A role for CH•••O interactions in protein-DNA recognition

The concept of CH ... O hydrogen bonds has recently gained much interest, with a number of reports indicating the significance of these non-classical hydrogen bonds in stabilizing nucleic acid and protein structures. Here, we analyze the CH ... O interactions in the protein-DNA interface, based on 43 crystal structures of protein-DNA complexes. Surprisingly, we find that the number of close intermolecular CH ... O contacts involving the thymine methyl group and position C5 of cytosine is comparable to the number of protein-DNA hydrogen bonds involving nitrogen and oxygen atoms as donors and acceptors.

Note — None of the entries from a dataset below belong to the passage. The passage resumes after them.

//! Lifecycle state owned by one client connection.

use std::fmt;

use lsp_types::ClientInfo;

/// Lifecycle phase of a session.
#[derive(Debug, Clone, Copy, Default, PartialEq, Eq)]
pub enum Phase {
    /// No `initialize` request has been accepted yet.
    #[default]
    Uninitialized,
    /// `initialize` succeeded; feature requests are served.
    Initialized,
    /// `shutdown` was accepted and its response is being delivered.
    ShuttingDown,
    /// The session is finished; nothing more is read.
    Exited,
}

impl fmt::Display for Phase {
    fn fmt(&self, formatter: &mut fmt::Formatter<'_>) -> fmt::Result {
        let label = match self {
            Self::Uninitialized => "uninitialized",
            Self::Initialized => "initialized",
            Self::ShuttingDown => "shutting down",
            Self::Exited => "exited",
        };
        formatter.write_str(label)
    }
}

/// Per-connection state threaded through the dispatcher.
///
/// Sessions are plain values, so tests can run several side by side.
#[derive(Debug, Clone, Default)]
pub struct Session {
    phase: Phase,
    client_info: Option<ClientInfo>,
}

impl Session {
    /// Creates a session in [`Phase::Uninitialized`].
    #[must_use]
    pub fn new() -> Self {
        Self::default()
    }

    /// Current lifecycle phase.
    #[must_use]
    pub fn phase(&self) -> Phase {
        self.phase
    }

    /// Client information recorded by `initialize`.
    #[must_use]
    pub fn client_info(&self) -> Option<&ClientInfo> {
        self.client_info.as_ref()
    }

    /// Records a successful `initialize`.
    pub(crate) fn initialise(&mut self, client_info: Option<ClientInfo>) {
        self.phase = Phase::Initialized;
        self.client_info = client_info;
    }

    /// Records an accepted `shutdown` whose response is still to be written.
    pub(crate) fn begin_shutdown(&mut self) {
        self.phase = Phase::ShuttingDown;
    }

    /// Marks the session finished.
    pub fn exit(&mut self) {
        self.phase = Phase::Exited;
    }
}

A comprehensive analysis of the geometries of these close contacts shows that they are similar to other CH ... O interactions found in proteins and small molecules, as well as to classical NH ... O hydrogen bonds. Thus, we suggest that C5 of cytosine and C5-Met of thymine form relatively weak CH ... O hydrogen bonds with Asp, Asn, Glu, Gin, Ser, and Thr, contributing to the specificity of recognition. Including these interactions, in addition to the classical protein-DNA hydrogen bonds, enables the extraction of simple structural principles for amino acid-base recognition consistent with electrostatic considerations. (C) 1998 Academic Press Limited.